State how many lines of the records below contain the word "OperationCategory", giving the number and nothing else.

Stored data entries
○ ○ ○

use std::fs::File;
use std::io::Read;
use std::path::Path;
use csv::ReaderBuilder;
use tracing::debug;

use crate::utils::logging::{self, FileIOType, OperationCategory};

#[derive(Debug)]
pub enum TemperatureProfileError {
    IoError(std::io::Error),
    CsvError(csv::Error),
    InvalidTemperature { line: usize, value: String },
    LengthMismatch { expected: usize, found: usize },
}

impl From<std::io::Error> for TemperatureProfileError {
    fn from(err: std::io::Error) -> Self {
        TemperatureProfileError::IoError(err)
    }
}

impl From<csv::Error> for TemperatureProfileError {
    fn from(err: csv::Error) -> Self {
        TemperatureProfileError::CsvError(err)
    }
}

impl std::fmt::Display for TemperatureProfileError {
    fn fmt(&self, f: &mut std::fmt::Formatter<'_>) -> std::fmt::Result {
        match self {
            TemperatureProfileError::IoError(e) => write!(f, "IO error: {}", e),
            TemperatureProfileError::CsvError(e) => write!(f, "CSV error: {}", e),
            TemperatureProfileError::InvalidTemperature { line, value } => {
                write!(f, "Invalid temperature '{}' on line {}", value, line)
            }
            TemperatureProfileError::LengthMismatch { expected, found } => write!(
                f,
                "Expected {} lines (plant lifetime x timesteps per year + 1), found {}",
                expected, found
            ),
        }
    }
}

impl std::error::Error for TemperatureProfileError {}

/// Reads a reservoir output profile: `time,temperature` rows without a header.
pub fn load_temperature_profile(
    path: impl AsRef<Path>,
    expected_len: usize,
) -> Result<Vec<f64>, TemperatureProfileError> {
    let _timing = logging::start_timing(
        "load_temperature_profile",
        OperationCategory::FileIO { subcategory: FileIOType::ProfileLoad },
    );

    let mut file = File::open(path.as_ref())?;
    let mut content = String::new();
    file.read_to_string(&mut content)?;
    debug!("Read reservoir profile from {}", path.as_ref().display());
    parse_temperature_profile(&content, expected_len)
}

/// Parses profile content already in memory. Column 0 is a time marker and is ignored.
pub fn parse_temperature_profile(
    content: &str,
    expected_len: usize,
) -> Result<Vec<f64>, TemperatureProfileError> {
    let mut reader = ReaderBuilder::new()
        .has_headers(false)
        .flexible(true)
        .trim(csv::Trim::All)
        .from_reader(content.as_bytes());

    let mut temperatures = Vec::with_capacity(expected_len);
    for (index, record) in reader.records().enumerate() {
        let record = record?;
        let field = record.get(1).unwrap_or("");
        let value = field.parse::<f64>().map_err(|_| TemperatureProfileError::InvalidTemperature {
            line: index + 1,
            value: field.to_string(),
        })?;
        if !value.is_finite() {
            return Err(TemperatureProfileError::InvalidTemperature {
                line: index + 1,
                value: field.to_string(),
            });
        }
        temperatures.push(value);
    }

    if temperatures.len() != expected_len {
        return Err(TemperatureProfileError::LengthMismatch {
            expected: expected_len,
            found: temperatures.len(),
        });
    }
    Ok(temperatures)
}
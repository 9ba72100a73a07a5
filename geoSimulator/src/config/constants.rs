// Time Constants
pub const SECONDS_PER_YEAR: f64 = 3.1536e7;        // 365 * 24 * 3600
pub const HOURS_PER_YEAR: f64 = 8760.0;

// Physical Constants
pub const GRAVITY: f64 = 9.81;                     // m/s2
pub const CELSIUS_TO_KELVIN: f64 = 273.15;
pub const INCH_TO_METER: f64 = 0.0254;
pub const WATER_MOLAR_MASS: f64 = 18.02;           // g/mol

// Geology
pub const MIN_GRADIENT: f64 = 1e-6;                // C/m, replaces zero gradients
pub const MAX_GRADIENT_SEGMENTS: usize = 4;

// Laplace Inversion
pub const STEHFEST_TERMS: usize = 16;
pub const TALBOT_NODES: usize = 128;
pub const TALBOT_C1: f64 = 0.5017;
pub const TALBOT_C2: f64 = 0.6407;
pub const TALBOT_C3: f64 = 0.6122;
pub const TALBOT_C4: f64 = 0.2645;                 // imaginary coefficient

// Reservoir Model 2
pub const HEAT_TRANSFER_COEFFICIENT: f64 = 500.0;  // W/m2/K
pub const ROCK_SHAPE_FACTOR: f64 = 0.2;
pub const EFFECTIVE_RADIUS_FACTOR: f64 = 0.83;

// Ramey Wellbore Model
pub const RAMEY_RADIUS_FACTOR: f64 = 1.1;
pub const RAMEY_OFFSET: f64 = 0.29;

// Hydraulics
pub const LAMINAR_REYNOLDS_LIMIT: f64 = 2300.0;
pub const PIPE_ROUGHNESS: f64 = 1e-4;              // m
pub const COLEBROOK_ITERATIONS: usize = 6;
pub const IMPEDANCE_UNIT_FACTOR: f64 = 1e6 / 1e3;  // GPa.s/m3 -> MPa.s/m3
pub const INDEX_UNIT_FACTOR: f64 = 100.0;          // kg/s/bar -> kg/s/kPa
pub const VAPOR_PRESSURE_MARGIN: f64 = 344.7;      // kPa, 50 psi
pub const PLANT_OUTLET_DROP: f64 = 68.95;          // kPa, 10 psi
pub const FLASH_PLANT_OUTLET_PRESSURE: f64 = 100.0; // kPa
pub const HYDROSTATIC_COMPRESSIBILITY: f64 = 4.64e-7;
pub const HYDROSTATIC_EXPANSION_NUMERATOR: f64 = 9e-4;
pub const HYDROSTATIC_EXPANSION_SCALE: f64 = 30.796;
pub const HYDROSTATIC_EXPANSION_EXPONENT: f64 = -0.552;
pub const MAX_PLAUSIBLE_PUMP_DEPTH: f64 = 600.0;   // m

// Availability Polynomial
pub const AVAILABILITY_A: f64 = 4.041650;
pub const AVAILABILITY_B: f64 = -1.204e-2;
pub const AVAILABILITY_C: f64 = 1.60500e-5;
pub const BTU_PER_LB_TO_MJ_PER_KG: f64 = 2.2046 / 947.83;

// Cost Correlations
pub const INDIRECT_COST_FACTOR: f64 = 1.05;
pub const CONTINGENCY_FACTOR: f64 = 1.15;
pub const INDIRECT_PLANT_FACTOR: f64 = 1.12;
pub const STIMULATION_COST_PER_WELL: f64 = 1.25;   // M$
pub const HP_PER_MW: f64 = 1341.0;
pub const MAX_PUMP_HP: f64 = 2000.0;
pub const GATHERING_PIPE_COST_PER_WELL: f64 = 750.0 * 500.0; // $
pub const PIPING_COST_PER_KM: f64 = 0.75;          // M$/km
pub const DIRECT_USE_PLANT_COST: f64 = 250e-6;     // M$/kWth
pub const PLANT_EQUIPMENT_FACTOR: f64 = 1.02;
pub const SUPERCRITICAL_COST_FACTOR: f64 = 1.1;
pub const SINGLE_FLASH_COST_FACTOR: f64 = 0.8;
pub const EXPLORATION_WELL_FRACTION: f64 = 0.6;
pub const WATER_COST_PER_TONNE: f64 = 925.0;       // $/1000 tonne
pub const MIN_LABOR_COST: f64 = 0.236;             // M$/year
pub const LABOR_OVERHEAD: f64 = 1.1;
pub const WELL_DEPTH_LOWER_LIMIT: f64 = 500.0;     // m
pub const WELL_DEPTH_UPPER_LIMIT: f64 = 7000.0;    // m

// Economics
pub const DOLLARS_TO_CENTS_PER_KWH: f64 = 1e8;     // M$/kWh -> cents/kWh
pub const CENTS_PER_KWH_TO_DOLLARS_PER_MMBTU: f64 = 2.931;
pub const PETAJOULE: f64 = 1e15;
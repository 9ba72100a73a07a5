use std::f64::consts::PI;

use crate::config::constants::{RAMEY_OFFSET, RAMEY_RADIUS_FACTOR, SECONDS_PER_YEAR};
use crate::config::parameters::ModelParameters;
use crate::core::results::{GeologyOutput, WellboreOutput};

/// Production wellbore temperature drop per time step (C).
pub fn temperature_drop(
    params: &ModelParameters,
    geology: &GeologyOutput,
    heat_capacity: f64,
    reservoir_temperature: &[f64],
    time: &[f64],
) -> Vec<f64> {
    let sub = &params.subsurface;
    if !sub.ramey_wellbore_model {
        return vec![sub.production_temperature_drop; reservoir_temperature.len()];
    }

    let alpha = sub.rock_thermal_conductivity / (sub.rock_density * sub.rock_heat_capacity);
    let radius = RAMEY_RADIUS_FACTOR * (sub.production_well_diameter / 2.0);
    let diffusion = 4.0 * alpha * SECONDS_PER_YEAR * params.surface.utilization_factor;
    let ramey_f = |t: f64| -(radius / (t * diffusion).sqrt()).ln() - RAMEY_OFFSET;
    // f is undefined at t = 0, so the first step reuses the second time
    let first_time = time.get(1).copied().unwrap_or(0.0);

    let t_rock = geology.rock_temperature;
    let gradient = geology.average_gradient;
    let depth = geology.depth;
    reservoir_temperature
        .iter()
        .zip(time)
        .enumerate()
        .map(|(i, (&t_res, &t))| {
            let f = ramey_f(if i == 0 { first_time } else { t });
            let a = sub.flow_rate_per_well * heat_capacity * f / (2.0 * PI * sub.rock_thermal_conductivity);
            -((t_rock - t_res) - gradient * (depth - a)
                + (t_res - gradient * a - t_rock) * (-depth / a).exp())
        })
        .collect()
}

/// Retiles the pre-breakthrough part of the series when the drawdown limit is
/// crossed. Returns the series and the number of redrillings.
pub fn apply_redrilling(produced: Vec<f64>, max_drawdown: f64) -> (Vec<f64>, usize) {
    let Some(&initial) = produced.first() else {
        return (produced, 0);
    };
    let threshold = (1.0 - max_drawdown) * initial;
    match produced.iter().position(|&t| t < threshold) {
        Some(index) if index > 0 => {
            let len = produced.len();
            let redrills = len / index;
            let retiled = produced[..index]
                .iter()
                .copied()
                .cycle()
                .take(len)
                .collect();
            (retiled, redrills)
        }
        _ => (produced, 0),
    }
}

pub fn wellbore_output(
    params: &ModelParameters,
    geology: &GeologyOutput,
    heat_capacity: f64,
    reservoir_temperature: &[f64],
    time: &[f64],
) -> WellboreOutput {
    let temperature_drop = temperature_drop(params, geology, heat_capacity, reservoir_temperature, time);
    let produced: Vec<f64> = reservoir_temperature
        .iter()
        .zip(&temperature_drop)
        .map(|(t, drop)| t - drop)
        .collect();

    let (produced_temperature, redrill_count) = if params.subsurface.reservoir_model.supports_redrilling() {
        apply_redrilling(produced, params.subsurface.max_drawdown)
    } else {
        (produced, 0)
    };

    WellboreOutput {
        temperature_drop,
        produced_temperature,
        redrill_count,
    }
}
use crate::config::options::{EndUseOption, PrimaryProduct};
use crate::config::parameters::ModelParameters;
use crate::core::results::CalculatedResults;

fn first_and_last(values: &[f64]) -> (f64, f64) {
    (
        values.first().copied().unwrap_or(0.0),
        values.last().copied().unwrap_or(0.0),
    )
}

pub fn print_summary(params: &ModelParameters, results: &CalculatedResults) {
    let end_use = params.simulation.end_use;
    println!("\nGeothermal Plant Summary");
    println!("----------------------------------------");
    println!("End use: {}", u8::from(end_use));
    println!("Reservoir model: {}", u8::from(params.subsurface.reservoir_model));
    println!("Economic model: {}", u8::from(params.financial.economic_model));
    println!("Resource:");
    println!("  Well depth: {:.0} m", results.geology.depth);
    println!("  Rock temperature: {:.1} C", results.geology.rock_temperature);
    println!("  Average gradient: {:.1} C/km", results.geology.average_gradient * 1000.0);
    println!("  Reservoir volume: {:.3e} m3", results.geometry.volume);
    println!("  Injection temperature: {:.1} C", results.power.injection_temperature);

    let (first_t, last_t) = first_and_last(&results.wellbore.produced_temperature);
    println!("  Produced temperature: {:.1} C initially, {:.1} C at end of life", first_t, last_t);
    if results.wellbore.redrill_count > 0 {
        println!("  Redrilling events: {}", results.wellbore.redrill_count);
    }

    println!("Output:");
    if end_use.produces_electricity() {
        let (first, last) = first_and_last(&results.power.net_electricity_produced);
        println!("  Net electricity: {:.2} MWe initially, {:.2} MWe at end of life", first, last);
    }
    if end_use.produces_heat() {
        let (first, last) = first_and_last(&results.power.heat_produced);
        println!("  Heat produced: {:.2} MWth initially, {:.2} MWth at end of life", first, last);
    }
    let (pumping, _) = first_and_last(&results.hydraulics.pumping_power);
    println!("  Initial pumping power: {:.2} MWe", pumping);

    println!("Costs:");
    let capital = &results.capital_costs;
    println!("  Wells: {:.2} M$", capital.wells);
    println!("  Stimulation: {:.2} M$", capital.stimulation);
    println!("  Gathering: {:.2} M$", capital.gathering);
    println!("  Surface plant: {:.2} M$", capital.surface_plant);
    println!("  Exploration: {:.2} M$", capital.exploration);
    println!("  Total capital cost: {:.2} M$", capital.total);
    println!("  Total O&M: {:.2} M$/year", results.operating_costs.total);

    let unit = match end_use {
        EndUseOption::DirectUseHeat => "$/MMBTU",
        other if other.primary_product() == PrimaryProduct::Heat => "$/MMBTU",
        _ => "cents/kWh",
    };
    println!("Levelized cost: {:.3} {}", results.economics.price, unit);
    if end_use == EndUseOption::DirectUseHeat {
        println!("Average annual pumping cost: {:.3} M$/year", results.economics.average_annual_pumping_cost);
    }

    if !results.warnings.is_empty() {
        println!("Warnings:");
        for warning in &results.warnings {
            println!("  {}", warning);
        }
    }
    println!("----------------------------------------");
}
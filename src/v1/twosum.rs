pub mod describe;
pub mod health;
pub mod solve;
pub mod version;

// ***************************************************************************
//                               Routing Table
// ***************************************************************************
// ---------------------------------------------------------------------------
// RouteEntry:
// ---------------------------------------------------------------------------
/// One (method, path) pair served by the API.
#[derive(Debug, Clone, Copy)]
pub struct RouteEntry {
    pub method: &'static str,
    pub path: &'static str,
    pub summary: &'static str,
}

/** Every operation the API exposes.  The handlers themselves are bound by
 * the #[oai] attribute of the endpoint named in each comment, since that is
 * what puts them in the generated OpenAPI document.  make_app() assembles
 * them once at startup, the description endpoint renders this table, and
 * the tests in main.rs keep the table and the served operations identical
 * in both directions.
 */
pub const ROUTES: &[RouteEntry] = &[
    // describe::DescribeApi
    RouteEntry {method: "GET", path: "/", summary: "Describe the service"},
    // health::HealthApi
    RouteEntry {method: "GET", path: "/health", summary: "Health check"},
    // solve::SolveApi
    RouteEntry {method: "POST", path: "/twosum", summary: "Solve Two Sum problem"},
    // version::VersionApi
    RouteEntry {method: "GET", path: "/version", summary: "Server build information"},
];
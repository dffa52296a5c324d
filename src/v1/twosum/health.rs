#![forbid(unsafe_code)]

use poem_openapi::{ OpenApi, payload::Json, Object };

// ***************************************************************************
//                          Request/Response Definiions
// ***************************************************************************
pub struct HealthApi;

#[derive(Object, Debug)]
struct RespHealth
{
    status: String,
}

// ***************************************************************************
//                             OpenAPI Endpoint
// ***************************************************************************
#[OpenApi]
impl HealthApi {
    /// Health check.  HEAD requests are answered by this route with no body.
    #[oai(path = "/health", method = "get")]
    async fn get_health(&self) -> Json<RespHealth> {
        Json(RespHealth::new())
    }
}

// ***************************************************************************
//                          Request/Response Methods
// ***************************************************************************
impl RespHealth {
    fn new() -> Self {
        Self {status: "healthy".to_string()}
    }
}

○ ○ ○

Solution to the problem: 2